Guitar heroes don’t come much more atypical, or antiheroic than Johnny Marr. Apart from hardcore fans, there probably aren’t many who can whistle a Johnny Marr solo. Heck, in his time with the Smiths—still one of the most influential and adored English bands of the last three decades—Marr rarely played a solo, at least in the rip-snortin’, fire-breathing, Jeff Beckian sense. What Marr contributed instead, is a virtual holy text on how to craft a hook and support a song. While there may not be a lot of fleet-fingered fireworks in his oeuvre, licks don’t come much more delicious and clever than the intro to “This Charming Man.” And the menacing, chugging, tremolo-pulsing, Bo Diddley-on-nitrous riff that anchors “How Soon in Now” is heavy enough to make Tony Iommi green with envy.

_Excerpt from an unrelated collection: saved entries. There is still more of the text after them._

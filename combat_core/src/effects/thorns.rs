//! Thorns - Reflect part of a physical hit back at the attacker
//!
//! `reflected = (physical + elemental) * thorns / 100`, only for hits tagged
//! Physical or Projectile. The reflection goes through the host's normal damage
//! path with [`DamageCause::Thorns`], which is not Physical, so a reflected hit
//! never reflects again.

use crate::attribute::ids;
use crate::context::{DamageCategory, DamageCause, DamageContext};
use crate::entity::{Combatant, DamageApplication};

/// Amount to reflect, `None` if thorns does not trigger
pub fn thorns_reflection(
    context: &DamageContext,
    physical_damage: f64,
    elemental_damage: f64,
    thorns_percent: f64,
) -> Option<f64> {
    if !(context.has(DamageCategory::Physical) || context.has(DamageCategory::Projectile)) {
        return None;
    }
    let reflected = (physical_damage + elemental_damage) * thorns_percent / 100.0;
    (reflected > 0.0).then_some(reflected)
}

/// Reflect damage from the victim onto the attacker through the host
pub fn apply_thorns(
    context: &DamageContext,
    victim: &dyn Combatant,
    attacker: &dyn Combatant,
    physical_damage: f64,
    elemental_damage: f64,
    host: &mut dyn DamageApplication,
) -> Option<f64> {
    let thorns = victim.attributes().value(ids::THORNS);
    let reflected = thorns_reflection(context, physical_damage, elemental_damage, thorns)?;
    host.apply_damage(attacker.id(), reflected, Some(victim.id()), DamageCause::Thorns);
    Some(reflected)
}

#[cfg(test)]
mod tests {
    use super::*;
    use crate::entity::{CombatEntity, RecordingHost};

    #[test]
    fn test_reflection_amount() {
        let ctx = DamageContext::from_cause(DamageCause::Melee);
        assert_eq!(thorns_reflection(&ctx, 40.0, 10.0, 10.0), Some(5.0));
    }

    #[test]
    fn test_projectile_reflects() {
        let ctx = DamageContext::from_cause(DamageCause::Projectile);
        assert_eq!(thorns_reflection(&ctx, 20.0, 0.0, 50.0), Some(10.0));
    }

    #[test]
    fn test_spell_does_not_reflect() {
        let ctx = DamageContext::from_cause(DamageCause::Spell);
        assert_eq!(thorns_reflection(&ctx, 40.0, 10.0, 10.0), None);
    }

    #[test]
    fn test_reflection_does_not_chain() {
        let ctx = DamageContext::from_cause(DamageCause::Thorns);
        assert_eq!(thorns_reflection(&ctx, 40.0, 10.0, 100.0), None);
    }

    #[test]
    fn test_zero_thorns() {
        let ctx = DamageContext::from_cause(DamageCause::Melee);
        assert_eq!(thorns_reflection(&ctx, 40.0, 10.0, 0.0), None);
    }

    #[test]
    fn test_apply_goes_through_host() {
        let ctx = DamageContext::from_cause(DamageCause::Melee);
        let attacker = CombatEntity::player("hero", 100.0);
        let victim = CombatEntity::new("cactus_golem", 200.0).with_attribute(ids::THORNS, 25.0);
        let mut host = RecordingHost::new();

        let reflected = apply_thorns(&ctx, &victim, &attacker, 20.0, 0.0, &mut host);
        assert_eq!(reflected, Some(5.0));
        assert_eq!(host.damage_applied.len(), 1);
        let hit = &host.damage_applied[0];
        assert_eq!(hit.target, "hero");
        assert_eq!(hit.source.as_deref(), Some("cactus_golem"));
        assert_eq!(hit.cause, DamageCause::Thorns);
    }
}
//! Elemental damage calculator
//!
//! For every configured `(damage_attribute, defense_attribute)` pair where the
//! attacker has a positive value:
//! 1. raw = attacker's elemental attribute
//! 2. multiply by `multipliers[attacker_element][victim_element]` if
//!    interactions are on and the victim has an element
//! 3. mitigate with the defense curve against the victim's matching defense
//!
//! Elemental damage is fully mitigated here and is added to the final number
//! without passing through the general mitigation handler.

use crate::attribute::AttributeView;
use crate::config::ElementalConfig;
use crate::context::DamageContext;
use crate::defense::curve_mitigation;
use crate::entity::Combatant;
use serde::{Deserialize, Serialize};
use std::collections::HashMap;

/// One element's contribution to a hit
#[derive(Debug, Clone, PartialEq, Serialize, Deserialize)]
pub struct ElementalComponent {
    pub element: String,
    pub raw: f64,
    /// Interaction multiplier applied (1.0 when none)
    pub multiplier: f64,
    pub defense: f64,
    pub mitigation: f64,
    pub damage: f64,
}

/// All elemental damage of a hit, in element-pair order
#[derive(Debug, Clone, Default, PartialEq, Serialize, Deserialize)]
pub struct ElementalBreakdown {
    pub total: f64,
    pub components: Vec<ElementalComponent>,
}

impl ElementalBreakdown {
    pub fn get(&self, element: &str) -> Option<&ElementalComponent> {
        self.components.iter().find(|c| c.element == element)
    }

    pub fn has_damage(&self) -> bool {
        self.total > 0.0
    }

    /// Damage per element
    pub fn by_element(&self) -> HashMap<&str, f64> {
        self.components
            .iter()
            .map(|c| (c.element.as_str(), c.damage))
            .collect()
    }
}

/// Strip the `_damage` suffix and lower-case: `Fire_Damage` → `fire`
pub fn element_name(attribute_id: &str) -> String {
    let lower = attribute_id.to_lowercase();
    match lower.strip_suffix("_damage") {
        Some(stripped) if !stripped.is_empty() => stripped.to_string(),
        _ => lower,
    }
}

/// Elemental calculator with a memo of normalized element names
#[derive(Debug, Clone, Default)]
pub struct ElementalCalculator {
    names: HashMap<String, String>,
}

impl ElementalCalculator {
    pub fn new() -> Self {
        Self::default()
    }

    /// Element name for a damage attribute, memoized per distinct id
    pub fn element_for(&mut self, attribute_id: &str) -> &str {
        self.names
            .entry(attribute_id.to_string())
            .or_insert_with(|| element_name(attribute_id))
    }

    pub fn cached_names(&self) -> usize {
        self.names.len()
    }

    pub fn calculate(
        &mut self,
        attacker: &dyn AttributeView,
        victim: &dyn Combatant,
        context: &DamageContext,
        config: &ElementalConfig,
        divisor: f64,
    ) -> ElementalBreakdown {
        let mut breakdown = ElementalBreakdown::default();
        let victim_element = if config.interactions_enabled {
            victim.element_tag()
        } else {
            None
        };

        for pair in &config.pairs {
            let raw = attacker.value(&pair.damage_attribute);
            if raw <= 0.0 {
                continue;
            }

            let element = self.element_for(&pair.damage_attribute).to_string();
            let multiplier = victim_element
                .as_deref()
                .and_then(|victim_el| config.multiplier(&element, victim_el))
                .unwrap_or(1.0);

            let defense = victim.attributes().value(&pair.defense_attribute);
            let mitigation = if context.is_global() {
                0.0
            } else {
                curve_mitigation(defense, divisor)
            };
            let damage = raw * multiplier * (1.0 - mitigation);

            tracing::trace!(
                element = %element,
                raw,
                multiplier,
                defense,
                mitigation,
                damage,
                "elemental component"
            );

            breakdown.total += damage;
            breakdown.components.push(ElementalComponent {
                element,
                raw,
                multiplier,
                defense,
                mitigation,
                damage,
            });
        }

        breakdown
    }
}

#[cfg(test)]
mod tests {
    use super::*;
    use crate::attribute::AttributeSet;
    use crate::config::ElementPair;
    use crate::context::{DamageCategory, DamageCause};
    use crate::entity::CombatEntity;

    fn config() -> ElementalConfig {
        let mut config = ElementalConfig::default();
        config
            .multipliers
            .entry("fire".to_string())
            .or_default()
            .insert("ice".to_string(), 2.0);
        config
    }

    fn melee() -> DamageContext {
        DamageContext::from_cause(DamageCause::Melee)
    }

    #[test]
    fn test_element_name() {
        assert_eq!(element_name("fire_damage"), "fire");
        assert_eq!(element_name("Lightning_Damage"), "lightning");
        assert_eq!(element_name("holy"), "holy");
        assert_eq!(element_name("_damage"), "_damage");
    }

    #[test]
    fn test_names_are_memoized() {
        let mut calc = ElementalCalculator::new();
        assert_eq!(calc.element_for("fire_damage"), "fire");
        assert_eq!(calc.element_for("fire_damage"), "fire");
        assert_eq!(calc.cached_names(), 1);
        assert_eq!(calc.element_for("ice_damage"), "ice");
        assert_eq!(calc.cached_names(), 2);
    }

    #[test]
    fn test_unmitigated_without_defense() {
        let mut calc = ElementalCalculator::new();
        let attacker = AttributeSet::new().with("fire_damage", 10.0);
        let victim = CombatEntity::new("dummy", 100.0);

        let b = calc.calculate(&attacker, &victim, &melee(), &config(), 20.0);
        assert!((b.total - 10.0).abs() < f64::EPSILON);
        assert_eq!(b.components.len(), 1);
        assert!((b.get("fire").unwrap().multiplier - 1.0).abs() < f64::EPSILON);
    }

    #[test]
    fn test_interaction_then_mitigation() {
        let mut calc = ElementalCalculator::new();
        let attacker = AttributeSet::new().with("fire_damage", 10.0);
        let victim = CombatEntity::new("yeti", 100.0)
            .with_tag("element_ice")
            .with_attribute("fire_defense", 20.0);

        // 10 * 2.0 * (1 - 20 / 40) = 10
        let b = calc.calculate(&attacker, &victim, &melee(), &config(), 20.0);
        let fire = b.get("fire").unwrap();
        assert!((fire.multiplier - 2.0).abs() < f64::EPSILON);
        assert!((fire.mitigation - 0.5).abs() < f64::EPSILON);
        assert!((b.total - 10.0).abs() < 1e-9);
    }

    #[test]
    fn test_interactions_disabled() {
        let mut calc = ElementalCalculator::new();
        let mut cfg = config();
        cfg.interactions_enabled = false;
        let attacker = AttributeSet::new().with("fire_damage", 10.0);
        let victim = CombatEntity::new("yeti", 100.0).with_tag("element_ice");

        let b = calc.calculate(&attacker, &victim, &melee(), &cfg, 20.0);
        assert!((b.total - 10.0).abs() < f64::EPSILON);
    }

    #[test]
    fn test_unknown_victim_element_has_no_multiplier() {
        let mut calc = ElementalCalculator::new();
        let attacker = AttributeSet::new().with("fire_damage", 10.0);
        let victim = CombatEntity::new("blob", 100.0).with_tag("dummy_type_plasma");

        let b = calc.calculate(&attacker, &victim, &melee(), &config(), 20.0);
        assert!((b.total - 10.0).abs() < f64::EPSILON);
    }

    #[test]
    fn test_multiple_elements_in_pair_order() {
        let mut calc = ElementalCalculator::new();
        let attacker = AttributeSet::new()
            .with("dark_damage", 4.0)
            .with("fire_damage", 6.0)
            .with("ice_damage", 0.0)
            .with("water_damage", -3.0);
        let victim = CombatEntity::new("dummy", 100.0);

        let b = calc.calculate(&attacker, &victim, &melee(), &config(), 20.0);
        let elements: Vec<_> = b.components.iter().map(|c| c.element.as_str()).collect();
        assert_eq!(elements, vec!["fire", "dark"]);
        assert!((b.total - 10.0).abs() < f64::EPSILON);
        assert_eq!(b.by_element().get("dark"), Some(&4.0));
    }

    #[test]
    fn test_global_skips_elemental_defense() {
        let mut calc = ElementalCalculator::new();
        let attacker = AttributeSet::new().with("fire_damage", 10.0);
        let victim = CombatEntity::new("dummy", 100.0).with_attribute("fire_defense", 1000.0);
        let ctx = DamageContext::with_categories(DamageCause::Custom, [DamageCategory::Global]);

        let b = calc.calculate(&attacker, &victim, &ctx, &config(), 20.0);
        assert!((b.total - 10.0).abs() < f64::EPSILON);
    }

    #[test]
    fn test_custom_pair_naming() {
        let mut calc = ElementalCalculator::new();
        let cfg = ElementalConfig {
            pairs: vec![ElementPair::new("holy_damage", "holy_resist")],
            ..config()
        };
        let attacker = AttributeSet::new().with("holy_damage", 8.0);
        let victim = CombatEntity::new("ghoul", 100.0).with_attribute("holy_resist", 20.0);

        let b = calc.calculate(&attacker, &victim, &melee(), &cfg, 20.0);
        assert!((b.get("holy").unwrap().damage - 4.0).abs() < 1e-9);
    }
}
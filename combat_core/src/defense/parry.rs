//! Parry - Full avoidance from a single rating

use super::{roll_percent, roll_succeeds};
use crate::attribute::{ids, AttributeView};
use rand::Rng;

pub fn parry_chance(victim: &dyn AttributeView) -> f64 {
    victim.value(ids::PARRY_RATING).max(0.0)
}

pub fn check_parry_with_roll(victim: &dyn AttributeView, roll: f64) -> bool {
    roll_succeeds(parry_chance(victim), roll)
}

pub fn check_parry(victim: &dyn AttributeView, rng: &mut impl Rng) -> bool {
    check_parry_with_roll(victim, roll_percent(rng))
}
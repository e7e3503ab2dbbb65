//! Dodge - Full avoidance, countered by attacker accuracy
//!
//! `chance = max(0, dodge_rating - accuracy)`, rolled against `[0, 100)`.
//! With no attacker attributes the accuracy reduction is skipped.

use super::{roll_percent, roll_succeeds};
use crate::attribute::{ids, AttributeView};
use rand::Rng;

/// Effective dodge chance in percent
pub fn dodge_chance(victim: &dyn AttributeView, attacker: Option<&dyn AttributeView>) -> f64 {
    let rating = victim.value(ids::DODGE_RATING);
    match attacker {
        Some(attacker) => (rating - attacker.value(ids::ACCURACY)).max(0.0),
        None => rating.max(0.0),
    }
}

/// Dodge check against an explicit roll
pub fn check_dodge_with_roll(
    victim: &dyn AttributeView,
    attacker: Option<&dyn AttributeView>,
    roll: f64,
) -> bool {
    roll_succeeds(dodge_chance(victim, attacker), roll)
}

/// Dodge check with a fresh roll
pub fn check_dodge(
    victim: &dyn AttributeView,
    attacker: Option<&dyn AttributeView>,
    rng: &mut impl Rng,
) -> bool {
    check_dodge_with_roll(victim, attacker, roll_percent(rng))
}
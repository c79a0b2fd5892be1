//! Cross-source deduplication and recency ranking.
//!
//! Items from all sources are stably sorted newest-first (undated items rank as the
//! epoch), then walked once. Each candidate is compared only against items already
//! accepted, so when several outlets carry the same story the newest copy is the one
//! that survives.
//!
//! A candidate is dropped when:
//! - its link equals an accepted item's link, or
//! - its title is within `near_dup_threshold` Levenshtein edits of an accepted title
//!   (raw, case-sensitive, strictly less than the threshold).

use crate::news::CanonicalItem;

/// Edit distance below which two titles are treated as the same story.
/// Empirical; calibrate against real headline data before changing.
pub const DEFAULT_NEAR_DUP_THRESHOLD: usize = 10;

#[derive(Clone, Debug)]
pub struct DedupParams {
    pub near_dup_threshold: usize,
}

impl Default for DedupParams {
    fn default() -> Self {
        Self {
            near_dup_threshold: DEFAULT_NEAR_DUP_THRESHOLD,
        }
    }
}

/// Why a candidate was dropped.
#[derive(Debug, Clone, Copy, PartialEq, Eq)]
pub enum DupKind {
    SameLink,
    NearTitle,
}

#[derive(Debug, Default)]
pub struct DedupOutcome {
    /// Newest-first, duplicate-free.
    pub unique: Vec<CanonicalItem>,
    pub same_link: usize,
    pub near_title: usize,
}

impl DedupOutcome {
    pub fn dropped(&self) -> usize {
        self.same_link + self.near_title
    }
}

/// Sort newest-first. Stable, so equal keys keep merge order.
pub fn rank_by_recency(items: &mut [CanonicalItem]) {
    items.sort_by_key(|it| std::cmp::Reverse(it.sort_key()));
}

/// Check a candidate against the accepted accumulator.
fn duplicate_of(accepted: &[CanonicalItem], cand: &CanonicalItem, threshold: usize) -> Option<DupKind> {
    if accepted.iter().any(|u| u.link == cand.link) {
        return Some(DupKind::SameLink);
    }
    if accepted
        .iter()
        .any(|u| strsim::levenshtein(&u.title, &cand.title) < threshold)
    {
        return Some(DupKind::NearTitle);
    }
    None
}

/// Greedy single pass over already-ranked input.
pub fn dedup_ranked(ranked: Vec<CanonicalItem>, params: &DedupParams) -> DedupOutcome {
    let mut out = DedupOutcome {
        unique: Vec::with_capacity(ranked.len()),
        ..Default::default()
    };
    for cand in ranked {
        match duplicate_of(&out.unique, &cand, params.near_dup_threshold) {
            Some(DupKind::SameLink) => out.same_link += 1,
            Some(DupKind::NearTitle) => out.near_title += 1,
            None => out.unique.push(cand),
        }
    }
    out
}

/// Rank then deduplicate merged multi-source items.
pub fn rank_and_dedup(mut merged: Vec<CanonicalItem>, params: &DedupParams) -> DedupOutcome {
    rank_by_recency(&mut merged);
    dedup_ranked(merged, params)
}
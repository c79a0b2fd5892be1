// src/ingest/config.rs
use anyhow::{anyhow, bail, Context, Result};
use serde::{Deserialize, Serialize};
use std::collections::HashSet;
use std::fs;
use std::path::{Path, PathBuf};

const ENV_PATH: &str = "SOURCES_CONFIG_PATH";

/// Built-in registry, identical to the shipped `config/sources.toml`.
pub const SEED_SOURCES_TOML: &str = include_str!("../../config/sources.toml");

#[derive(Debug, Clone, Serialize, Deserialize, PartialEq, Eq)]
pub struct FeedSpec {
    pub url: String,
    #[serde(default)]
    pub name: Option<String>,
    #[serde(default = "default_enabled")]
    pub enabled: bool,
}

fn default_enabled() -> bool {
    true
}

impl FeedSpec {
    pub fn new(url: impl Into<String>) -> Self {
        Self {
            url: url.into(),
            name: None,
            enabled: true,
        }
    }
}

/// Ordered list of feed endpoints. Order is the merge order of a run.
#[derive(Debug, Clone, Default, Serialize, Deserialize, PartialEq, Eq)]
pub struct SourceRegistry {
    pub feeds: Vec<FeedSpec>,
}

impl SourceRegistry {
    pub fn seed() -> Result<Self> {
        parse_toml(SEED_SOURCES_TOML).context("parsing built-in sources")
    }

    pub fn urls(&self) -> impl Iterator<Item = &str> {
        self.feeds.iter().map(|f| f.url.as_str())
    }

    pub fn contains(&self, url: &str) -> bool {
        self.feeds.iter().any(|f| f.url == url)
    }
}

/// Load the registry from an explicit path. Supports TOML or JSON formats.
pub fn load_registry_from(path: &Path) -> Result<SourceRegistry> {
    let content = fs::read_to_string(path)
        .with_context(|| format!("reading sources from {}", path.display()))?;
    let ext = path
        .extension()
        .and_then(|s| s.to_str())
        .unwrap_or_default()
        .to_ascii_lowercase();
    parse_registry(&content, ext.as_str())
        .with_context(|| format!("parsing sources from {}", path.display()))
}

/// Load the registry using env var + fallbacks:
/// 1) $SOURCES_CONFIG_PATH
/// 2) config/sources.toml
/// 3) config/sources.json
/// 4) built-in seed
pub fn load_registry_default() -> Result<SourceRegistry> {
    if let Ok(p) = std::env::var(ENV_PATH) {
        let pb = PathBuf::from(p);
        if pb.exists() {
            return load_registry_from(&pb);
        } else {
            return Err(anyhow!("SOURCES_CONFIG_PATH points to non-existent path"));
        }
    }
    let toml_p = PathBuf::from("config/sources.toml");
    if toml_p.exists() {
        return load_registry_from(&toml_p);
    }
    let json_p = PathBuf::from("config/sources.json");
    if json_p.exists() {
        return load_registry_from(&json_p);
    }
    SourceRegistry::seed()
}

fn parse_registry(s: &str, hint_ext: &str) -> Result<SourceRegistry> {
    match hint_ext {
        "toml" => parse_toml(s),
        "json" => parse_json(s),
        _ => parse_toml(s).or_else(|_| parse_json(s)),
    }
}

fn parse_toml(s: &str) -> Result<SourceRegistry> {
    let v: SourceRegistry = toml::from_str(s)?;
    clean_registry(v.feeds)
}

/// JSON accepts either `{"feeds": [...]}` or a bare array of URLs.
fn parse_json(s: &str) -> Result<SourceRegistry> {
    #[derive(Deserialize)]
    #[serde(untagged)]
    enum JsonRegistry {
        Full(SourceRegistry),
        Urls(Vec<String>),
    }
    let feeds = match serde_json::from_str::<JsonRegistry>(s)? {
        JsonRegistry::Full(r) => r.feeds,
        JsonRegistry::Urls(urls) => urls.into_iter().map(FeedSpec::new).collect(),
    };
    clean_registry(feeds)
}

/// Trim, drop blanks, drop repeated URLs (first occurrence wins), validate.
fn clean_registry(items: Vec<FeedSpec>) -> Result<SourceRegistry> {
    let mut seen = HashSet::new();
    let mut feeds = Vec::with_capacity(items.len());
    for mut f in items {
        f.url = f.url.trim().to_string();
        if f.url.is_empty() || !seen.insert(f.url.clone()) {
            continue;
        }
        match url::Url::parse(&f.url) {
            Ok(u) if matches!(u.scheme(), "http" | "https") => {}
            _ => bail!("invalid feed url `{}`", f.url),
        }
        feeds.push(f);
    }
    Ok(SourceRegistry { feeds })
}
// src/config/mod.rs
pub mod app;

pub use app::AppConfig;
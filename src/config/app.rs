// src/config/app.rs
use std::path::PathBuf;
use std::time::Duration;

use crate::dedup::DEFAULT_NEAR_DUP_THRESHOLD;
use crate::ingest::{DEFAULT_FETCH_TIMEOUT, DEFAULT_MAX_CONCURRENT_FETCHES};
use crate::news::DEFAULT_MAX_ITEMS;
use crate::store::DEFAULT_STORE_PATH;

pub const DEFAULT_USER_AGENT: &str = concat!("gaza-deal-tracker/", env!("CARGO_PKG_VERSION"));
pub const DEFAULT_REFRESH_INTERVAL_SECS: u64 = 300;

/// Process-level settings, read once at startup from the environment (and `.env`).
/// Unparseable values fall back to defaults instead of failing boot.
#[derive(Debug, Clone)]
pub struct AppConfig {
    pub store_path: PathBuf,
    pub fetch_timeout: Duration,
    pub max_items: usize,
    pub near_dup_threshold: usize,
    pub max_concurrent_fetches: usize,
    /// `None` disables the built-in scheduler (runs only via POST /api/refresh).
    pub refresh_interval: Option<Duration>,
    pub user_agent: String,
    pub metrics_enabled: bool,
}

impl Default for AppConfig {
    fn default() -> Self {
        Self {
            store_path: PathBuf::from(DEFAULT_STORE_PATH),
            fetch_timeout: DEFAULT_FETCH_TIMEOUT,
            max_items: DEFAULT_MAX_ITEMS,
            near_dup_threshold: DEFAULT_NEAR_DUP_THRESHOLD,
            max_concurrent_fetches: DEFAULT_MAX_CONCURRENT_FETCHES,
            refresh_interval: Some(Duration::from_secs(DEFAULT_REFRESH_INTERVAL_SECS)),
            user_agent: DEFAULT_USER_AGENT.to_string(),
            metrics_enabled: false,
        }
    }
}

fn env_parse<T: std::str::FromStr>(key: &str) -> Option<T> {
    std::env::var(key).ok().and_then(|v| v.trim().parse().ok())
}

impl AppConfig {
    pub fn from_env() -> Self {
        let d = Self::default();

        let refresh_interval = match env_parse::<u64>("REFRESH_INTERVAL_SECS") {
            Some(0) => None,
            Some(secs) => Some(Duration::from_secs(secs)),
            None => d.refresh_interval,
        };

        Self {
            store_path: std::env::var("NEWS_STORE_PATH")
                .ok()
                .filter(|s| !s.trim().is_empty())
                .map(PathBuf::from)
                .unwrap_or(d.store_path),
            fetch_timeout: env_parse::<u64>("FETCH_TIMEOUT_SECS")
                .filter(|s| *s > 0)
                .map(Duration::from_secs)
                .unwrap_or(d.fetch_timeout),
            max_items: env_parse("MAX_ITEMS")
                .filter(|n| *n > 0)
                .unwrap_or(d.max_items),
            near_dup_threshold: env_parse("NEAR_DUP_THRESHOLD").unwrap_or(d.near_dup_threshold),
            max_concurrent_fetches: env_parse("MAX_CONCURRENT_FETCHES")
                .filter(|n| *n > 0)
                .unwrap_or(d.max_concurrent_fetches),
            refresh_interval,
            user_agent: std::env::var("FETCH_USER_AGENT")
                .ok()
                .filter(|s| !s.trim().is_empty())
                .unwrap_or(d.user_agent),
            metrics_enabled: std::env::var("METRICS_ENABLED")
                .map(|v| v == "1" || v.eq_ignore_ascii_case("true"))
                .unwrap_or(d.metrics_enabled),
        }
    }
}
// tests/common/mod.rs
//
// Shared mock providers and pipeline builders for the integration tests.
#![allow(dead_code)]

use std::sync::Arc;
use std::time::Duration;

use async_trait::async_trait;
use chrono::{DateTime, TimeZone, Utc};

use gaza_deal_tracker::ingest::types::{FetchError, RawItem, SourceProvider};
use gaza_deal_tracker::ingest::{Pipeline, PipelineSettings};
use gaza_deal_tracker::news::ResultSet;
use gaza_deal_tracker::relevance::{RelevanceEngine, RelevanceHandle, SEED_RELEVANCE_TOML};
use gaza_deal_tracker::store::ResultStore;

pub fn seed_engine() -> RelevanceEngine {
    RelevanceEngine::from_toml_str(SEED_RELEVANCE_TOML).expect("seed policy parses")
}

pub fn seed_handle() -> RelevanceHandle {
    RelevanceHandle::new(seed_engine())
}

pub fn ts(h: u32, m: u32) -> DateTime<Utc> {
    Utc.with_ymd_and_hms(2025, 10, 6, h, m, 0).unwrap()
}

/// RSS-style raw item with an RFC 2822 date.
pub fn raw(title: &str, link: &str, at: Option<DateTime<Utc>>) -> RawItem {
    RawItem {
        title: title.to_string(),
        link: link.to_string(),
        published: at.map(|t| t.to_rfc2822()),
        summary: None,
    }
}

/// Returns a fixed list of items.
pub struct StaticProvider {
    pub name: String,
    pub items: Vec<RawItem>,
}

impl StaticProvider {
    pub fn new(name: &str, items: Vec<RawItem>) -> Arc<dyn SourceProvider> {
        Arc::new(Self {
            name: name.to_string(),
            items,
        })
    }
}

#[async_trait]
impl SourceProvider for StaticProvider {
    async fn fetch_latest(&self) -> Result<Vec<RawItem>, FetchError> {
        Ok(self.items.clone())
    }
    fn name(&self) -> &str {
        &self.name
    }
}

/// Always fails with an HTTP status error.
pub struct FailingProvider {
    pub name: String,
    pub status: u16,
}

impl FailingProvider {
    pub fn new(name: &str, status: u16) -> Arc<dyn SourceProvider> {
        Arc::new(Self {
            name: name.to_string(),
            status,
        })
    }
}

#[async_trait]
impl SourceProvider for FailingProvider {
    async fn fetch_latest(&self) -> Result<Vec<RawItem>, FetchError> {
        Err(FetchError::Status(self.status))
    }
    fn name(&self) -> &str {
        &self.name
    }
}

/// Sleeps before answering; used to trip the per-source timeout.
pub struct SlowProvider {
    pub name: String,
    pub delay: Duration,
    pub items: Vec<RawItem>,
}

impl SlowProvider {
    pub fn new(name: &str, delay: Duration, items: Vec<RawItem>) -> Arc<dyn SourceProvider> {
        Arc::new(Self {
            name: name.to_string(),
            delay,
            items,
        })
    }
}

#[async_trait]
impl SourceProvider for SlowProvider {
    async fn fetch_latest(&self) -> Result<Vec<RawItem>, FetchError> {
        tokio::time::sleep(self.delay).await;
        Ok(self.items.clone())
    }
    fn name(&self) -> &str {
        &self.name
    }
}

/// Store that rejects every write.
pub struct BrokenStore;

#[async_trait]
impl ResultStore for BrokenStore {
    async fn latest(&self) -> anyhow::Result<ResultSet> {
        Ok(ResultSet::default())
    }
    async fn replace(&self, _result: &ResultSet) -> anyhow::Result<()> {
        anyhow::bail!("disk full")
    }
}

pub fn pipeline_with(
    sources: Vec<Arc<dyn SourceProvider>>,
    store: Arc<dyn ResultStore>,
    settings: PipelineSettings,
) -> Pipeline {
    Pipeline::new(sources, seed_handle(), store, settings)
}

For Marr and Smiths fans, Fender’s introduction of the Johnny Marr Jaguar might seem odd and enigmatic. As a Smith, Marr was most closely associated with Rickenbackers, Stratocasters, Les Pauls, and Gibson semi-hollows. And in his work as a solo artist and sideman, he was seen with SGs and Telecasters more often than not. But if one thing stays the same about Johnny Marr, it’s that he never stops changing. When he surprised many by joining up with indie-rock superstars Modest Mouse, he threw guitar-spotters a curve by embracing the Jaguar too. And when Fender gave Marr a chance to come up with his own version of the design, he responded with a smart, thoughtful, superbly executed take on this much-misunderstood, and ultra-expressive instrument.